ABSTRACT

Chapter three by Jukka Nyyssönen examines the ways in which research-based knowledge on the Sámi has been taken up, and used, in the Finnish Government’s Committee Reports that focus on Finland’s Sámi policies. Committee work brings politicians and experts together to deliberate on a predefined set of topics and it is usually followed by a final report which links research with direct policy suggestions. This form of policy formulation is used regularly in Finland to address matters specific to Lapland and to Finland’s Sámi region, such as the status and government of Sámi reindeer herding, questions of land ownership and Indigenous rights, and the region’s overall economic and social development.

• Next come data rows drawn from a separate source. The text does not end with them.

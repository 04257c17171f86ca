//! Scripted engine and probe for controller tests.

use std::collections::{HashSet, VecDeque};
use std::sync::atomic::{AtomicU32, Ordering};
use std::time::Duration;

use parking_lot::Mutex;

use crate::config::ControllerConfig;
use crate::effects::{MediaEngine, Reachability};
use crate::models::EngineState;
use crate::retry::CancelToken;

#[derive(Debug, Clone, PartialEq)]
pub enum Call {
    Load(String),
    Unload,
    Play,
    Stop,
    TogglePause,
    Seek(Duration),
    SetVolume(i32),
}

/// Engine whose reaction to `play` is scripted per call.
///
/// Each `play` pops the next scripted state; once the script runs out,
/// `fallback` is used. Stop moves to `Stopped` while media is loaded.
pub struct ScriptedEngine {
    inner: Mutex<Inner>,
}

struct Inner {
    state: EngineState,
    media: Option<String>,
    time_ms: i64,
    script: VecDeque<EngineState>,
    fallback: EngineState,
    calls: Vec<Call>,
}

impl ScriptedEngine {
    /// Starts playing on every `play`.
    pub fn healthy() -> Self {
        Self::scripted(Vec::new(), EngineState::Playing)
    }

    /// Never leaves the terminal set after `play`.
    pub fn broken() -> Self {
        Self::scripted(Vec::new(), EngineState::Error)
    }

    pub fn scripted(script: Vec<EngineState>, fallback: EngineState) -> Self {
        Self {
            inner: Mutex::new(Inner {
                state: EngineState::NothingSpecial,
                media: None,
                time_ms: 0,
                script: script.into(),
                fallback,
                calls: Vec::new(),
            }),
        }
    }

    /// Force a state, as the engine would on its own (end of stream, error).
    pub fn set_state(&self, state: EngineState) {
        self.inner.lock().state = state;
    }

    pub fn set_time_ms(&self, ms: i64) {
        self.inner.lock().time_ms = ms;
    }

    pub fn calls(&self) -> Vec<Call> {
        self.inner.lock().calls.clone()
    }

    pub fn count(&self, call: &Call) -> usize {
        self.inner.lock().calls.iter().filter(|c| *c == call).count()
    }

    pub fn seeks(&self) -> Vec<Duration> {
        self.inner
            .lock()
            .calls
            .iter()
            .filter_map(|c| match c {
                Call::Seek(d) => Some(*d),
                _ => None,
            })
            .collect()
    }
}

impl MediaEngine for ScriptedEngine {
    fn load(&self, locator: &str) {
        let mut inner = self.inner.lock();
        inner.calls.push(Call::Load(locator.to_string()));
        inner.media = Some(locator.to_string());
        inner.state = EngineState::NothingSpecial;
    }

    fn unload(&self) {
        let mut inner = self.inner.lock();
        inner.calls.push(Call::Unload);
        inner.media = None;
        inner.time_ms = 0;
        inner.state = EngineState::NothingSpecial;
    }

    fn media(&self) -> Option<String> {
        self.inner.lock().media.clone()
    }

    fn play(&self) {
        let mut inner = self.inner.lock();
        inner.calls.push(Call::Play);
        if inner.media.is_none() {
            return;
        }
        let next = inner.script.pop_front().unwrap_or(inner.fallback);
        inner.state = next;
    }

    fn stop(&self) {
        let mut inner = self.inner.lock();
        inner.calls.push(Call::Stop);
        if inner.media.is_some() {
            inner.state = EngineState::Stopped;
        }
    }

    fn toggle_pause(&self) {
        let mut inner = self.inner.lock();
        inner.calls.push(Call::TogglePause);
        inner.state = match inner.state {
            EngineState::Playing => EngineState::Paused,
            EngineState::Paused => EngineState::Playing,
            other => other,
        };
    }

    fn seek(&self, position: Duration) {
        self.inner.lock().calls.push(Call::Seek(position));
    }

    fn set_volume(&self, volume: i32) {
        self.inner.lock().calls.push(Call::SetVolume(volume));
    }

    fn state(&self) -> EngineState {
        self.inner.lock().state
    }

    fn time_ms(&self) -> i64 {
        let inner = self.inner.lock();
        if inner.media.is_some() {
            inner.time_ms
        } else {
            -1
        }
    }
}

/// Probe with a fixed answer that counts pings.
pub struct ScriptedProbe {
    reachable: bool,
    files: HashSet<String>,
    pings: AtomicU32,
    cancel_on_ping: Mutex<Option<CancelToken>>,
}

impl ScriptedProbe {
    pub fn reachable() -> Self {
        Self::new(true)
    }

    pub fn unreachable() -> Self {
        Self::new(false)
    }

    fn new(reachable: bool) -> Self {
        Self {
            reachable,
            files: HashSet::new(),
            pings: AtomicU32::new(0),
            cancel_on_ping: Mutex::new(None),
        }
    }

    pub fn with_file(mut self, path: &str) -> Self {
        self.files.insert(path.to_string());
        self
    }

    /// Cancel `token` from inside the first ping, as a second thread would.
    pub fn cancel_during_ping(&self, token: CancelToken) {
        *self.cancel_on_ping.lock() = Some(token);
    }

    pub fn pings(&self) -> u32 {
        self.pings.load(Ordering::SeqCst)
    }
}

impl Reachability for ScriptedProbe {
    fn ping(&self, _url: &str, _timeout: Duration) -> bool {
        self.pings.fetch_add(1, Ordering::SeqCst);
        if let Some(token) = self.cancel_on_ping.lock().as_ref() {
            token.cancel();
        }
        self.reachable
    }

    fn file_exists(&self, path: &str) -> bool {
        self.files.contains(path)
    }
}

/// Production defaults with every wait set to zero.
pub fn fast_config() -> ControllerConfig {
    ControllerConfig {
        network_attempt_timeout_ms: 0,
        play_attempt_delay_ms: 0,
        pause_delay_ms: 0,
        ..ControllerConfig::default()
    }
}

Nyyssönen explores how committee reports that have been issued relate to the broader social and political context in which they have been made. The chapter suggests that Sámi influence on Finnish Committee Reports peaked in the committee report in 1973 – the heyday of Sámi ethnopolitical mobilization – and again in 1993, shortly prior to the establishment of Sámi cultural autonomy. However, since the question of Sámi land rights was taken up in conjunction with the possible ratification of the ILO convention no. 169 during the latter part of the 1990s, knowledge produced by the Sámi or by people connected to the Sámi movement has been increasingly omitted and sidelined by the government, often because such knowledge is portrayed as “biased” and lacking objectivity.